Not at all disturbed by Orban’s troubles, Russian President Vladimir Putin receives Indian Prime Minister Narendra Modi in Moscow, who says that the solution to the conflict “cannot come through war”: Putin is actively engaged in demonstrating that he is not isolated on the world stage at all – he also went to Kazakhstan for the Shanghai Initiative Summit -; and, domestically, he maintains an iron fist towards dissidents. An arrest warrant targets the widow of Alexei Navalny, Yulia, accused of being involved in extremist activities. Yulia has not lived in Russia for years.

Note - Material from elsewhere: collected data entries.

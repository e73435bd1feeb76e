use std::net::SocketAddr;
use std::sync::Arc;

use anyhow::{Context, Result};
use axum::{
    extract::{rejection::JsonRejection, Json, Query, State},
    http::StatusCode,
    routing::{get, post},
    Router,
};
use chrono::Local;
use crac_fuzzy::{Controller, FuzzyEngine, DEFAULT_TOP_RULES};
use rand::rngs::StdRng;
use rand::SeedableRng;
use serde::ser::SerializeSeq;
use serde::{Deserialize, Serialize, Serializer};
use serde_json::json;
use tokio::sync::RwLock as AsyncRwLock;
use tower_http::cors::CorsLayer;
use tracing::{error, info};

use crate::simulation::{
    check_alerts, metrics, Alert, Simulation, SimulationMetrics, SimulationParams,
    SimulationResults,
};

const MAX_ALERTS: usize = 100;
const RECENT_ALERTS: usize = 10;

type ApiResponse = (StatusCode, axum::Json<serde_json::Value>);

// Shared between the HTTP handlers and the simulation worker
#[derive(Clone)]
pub struct WebState {
    pub engine: Arc<FuzzyEngine>,
    pub setpoint: f64,
    pub server_state: Arc<AsyncRwLock<ServerState>>,
}

impl WebState {
    pub fn new(engine: Arc<FuzzyEngine>, setpoint: f64) -> Self {
        let server_state = ServerState::new(Controller::new(engine.clone()));
        WebState {
            engine,
            setpoint,
            server_state: Arc::new(AsyncRwLock::new(server_state)),
        }
    }
}

pub struct ServerState {
    pub controller: Controller,
    pub simulation: SimulationState,
    pub alerts: Vec<Alert>,
}

impl ServerState {
    pub fn new(controller: Controller) -> Self {
        ServerState {
            controller,
            simulation: SimulationState::default(),
            alerts: Vec::new(),
        }
    }

    pub fn push_alerts(&mut self, alerts: Vec<Alert>) {
        self.alerts.extend(alerts);
        if self.alerts.len() > MAX_ALERTS {
            let excess = self.alerts.len() - MAX_ALERTS;
            self.alerts.drain(..excess);
        }
    }
}

#[derive(Default, Clone, Serialize)]
pub struct SimulationState {
    pub running: bool,
    pub progress: f64,
    /// `[]` until a run finishes.
    #[serde(serialize_with = "data_or_empty")]
    pub data: Option<SimulationData>,
}

fn data_or_empty<S: Serializer>(
    data: &Option<SimulationData>,
    serializer: S,
) -> Result<S::Ok, S::Error> {
    match data {
        Some(data) => data.serialize(serializer),
        None => serializer.serialize_seq(Some(0))?.end(),
    }
}

#[derive(Clone, Serialize)]
#[serde(untagged)]
pub enum SimulationData {
    Completed {
        results: SimulationResults,
        metrics: SimulationMetrics,
        completed: bool,
    },
    Failed {
        error: String,
        completed: bool,
    },
}

fn default_external_temperature() -> f64 {
    25.0
}

fn default_thermal_load() -> f64 {
    40.0
}

#[derive(Deserialize)]
pub struct CalculateRequest {
    #[serde(rename = "erro", default)]
    error: f64,
    #[serde(rename = "delta_erro", default)]
    error_rate: f64,
    #[serde(rename = "temp_externa", default = "default_external_temperature")]
    external_temperature: f64,
    #[serde(rename = "carga_termica", default = "default_thermal_load")]
    thermal_load: f64,
}

#[derive(Deserialize)]
pub struct RulesQuery {
    limit: Option<usize>,
}

fn bad_request(message: impl Into<String>) -> ApiResponse {
    (
        StatusCode::BAD_REQUEST,
        axum::Json(json!({
            "success": false,
            "error": message.into()
        })),
    )
}

fn ok(body: serde_json::Value) -> ApiResponse {
    (StatusCode::OK, axum::Json(body))
}

pub fn router(state: WebState) -> Router {
    Router::new()
        .route("/api/calculate", post(calculate))
        .route("/api/inference/last", get(last_inference))
        .route("/api/membership_functions", get(membership_functions))
        .route("/api/rules", get(rules))
        .route("/api/simulation/start", post(start_simulation))
        .route("/api/simulation/status", get(simulation_status))
        .route("/api/alerts", get(alerts))
        .layer(CorsLayer::permissive())
        .with_state(state)
}

pub async fn create_web_server(state: WebState, addr: SocketAddr) -> Result<()> {
    let listener = tokio::net::TcpListener::bind(addr)
        .await
        .with_context(|| format!("failed to bind {}", addr))?;
    info!("Starting web server on http://{}", addr);
    axum::serve(listener, router(state))
        .await
        .context("web server stopped")
}

async fn calculate(
    State(state): State<WebState>,
    payload: Result<Json<CalculateRequest>, JsonRejection>,
) -> ApiResponse {
    let Json(request) = match payload {
        Ok(request) => request,
        Err(e) => return bad_request(e.body_text()),
    };

    let mut server_state = state.server_state.write().await;
    let power = server_state.controller.calculate(
        request.error,
        request.error_rate,
        request.external_temperature,
        request.thermal_load,
    );
    let Some(trace) = server_state.controller.last_trace() else {
        return bad_request("no inference trace recorded");
    };
    let report = trace.report(DEFAULT_TOP_RULES);

    // The room temperature is reconstructed from the clamped error
    let temperature = state.setpoint + trace.inputs.error;
    let alerts = check_alerts(temperature, power, Local::now().timestamp());
    server_state.push_alerts(alerts);

    ok(json!({
        "success": true,
        "potencia_crac": (power * 100.0).round() / 100.0,
        "inference_details": report
    }))
}

async fn last_inference(State(state): State<WebState>) -> ApiResponse {
    let server_state = state.server_state.read().await;
    let report = server_state
        .controller
        .last_trace()
        .map(|trace| trace.report(DEFAULT_TOP_RULES));
    ok(json!({
        "success": true,
        "inference_details": report
    }))
}

async fn membership_functions(State(state): State<WebState>) -> ApiResponse {
    ok(json!({
        "success": true,
        "data": state.engine.membership_curves()
    }))
}

async fn rules(State(state): State<WebState>, Query(query): Query<RulesQuery>) -> ApiResponse {
    ok(json!({
        "success": true,
        "rules": state.engine.rule_table(query.limit)
    }))
}

async fn start_simulation(
    State(state): State<WebState>,
    payload: Result<Json<SimulationParams>, JsonRejection>,
) -> ApiResponse {
    let Json(params) = match payload {
        Ok(params) => params,
        Err(e) => return bad_request(e.body_text()),
    };

    {
        let mut server_state = state.server_state.write().await;
        if server_state.simulation.running {
            return bad_request("a simulation is already running");
        }
        server_state.simulation = SimulationState {
            running: true,
            progress: 0.0,
            data: None,
        };
    }

    info!(
        "starting simulation from {:.1}°C, external base {:.1}°C, load base {:.1}%",
        params.initial_temperature, params.external_base, params.load_base
    );
    tokio::spawn(run_simulation(state, params));

    ok(json!({
        "success": true,
        "message": "simulation started"
    }))
}

async fn run_simulation(state: WebState, params: SimulationParams) {
    let started = Local::now().timestamp();
    let simulation = Simulation::new(state.engine.clone(), state.setpoint);
    let shared = state.server_state.clone();

    let outcome = tokio::task::spawn_blocking(move || {
        let mut rng = StdRng::from_entropy();
        simulation.run(params, &mut rng, |progress| {
            shared.blocking_write().simulation.progress = progress;
        })
    })
    .await;

    let mut server_state = state.server_state.write().await;
    match outcome {
        Ok(results) => {
            for i in 0..results.len() {
                let timestamp = started + results.time[i] as i64 * 60;
                let alerts = check_alerts(results.temperature[i], results.power_crac[i], timestamp);
                server_state.push_alerts(alerts);
            }
            let metrics = metrics(&results);
            info!(
                "simulation finished: rmse {:.2}, {:.1}% in range, {} violations",
                metrics.rmse, metrics.percent_in_range, metrics.violations
            );
            server_state.simulation.progress = 100.0;
            server_state.simulation.data = Some(SimulationData::Completed {
                results,
                metrics,
                completed: true,
            });
        }
        Err(e) => {
            error!("simulation failed: {}", e);
            server_state.simulation.data = Some(SimulationData::Failed {
                error: e.to_string(),
                completed: false,
            });
        }
    }
    server_state.simulation.running = false;
}

async fn simulation_status(State(state): State<WebState>) -> axum::Json<SimulationState> {
    let server_state = state.server_state.read().await;
    axum::Json(server_state.simulation.clone())
}

async fn alerts(State(state): State<WebState>) -> ApiResponse {
    let server_state = state.server_state.read().await;
    let recent = &server_state.alerts[server_state.alerts.len().saturating_sub(RECENT_ALERTS)..];
    ok(json!({ "alerts": recent }))
}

Wars: Israel, Negotiating Conditions and Settlement Expansion
Israeli Prime Minister Benjamin Netanyahu has drawn up a list of five conditions for an agreement with Hamas that includes a truce in exchange for the release of hostages: the agreement – the list includes – must allow Israel to resume fighting after the truce until it has achieved its objectives, namely the eradication of Hamas from the Gaza Strip; must prohibit arms trafficking between Egypt and the Strip; must exclude that Hamas militants who fled can return to the northern Strip.

The publication of the conditions, which seems almost aimed at sinking the negotiations, has been strongly criticized by the opposition: “At a crucial moment in the negotiations for the return of the hostages, what is the purpose of such provocative announcements? How do they help the process?”

Moreover, it is not the only provocative move by Prime Minister Netanyahu, who, perhaps to compensate for the call to arms of the ultra-Orthodox, would have authorized the largest land confiscation in the West Bank in over thirty years: a decision, revealed by an ‘anti-settler’ group and not yet officially announced, destined to heighten tensions with the Palestinians and opposed by the vast majority of the international community, for whom the settlements are illegal.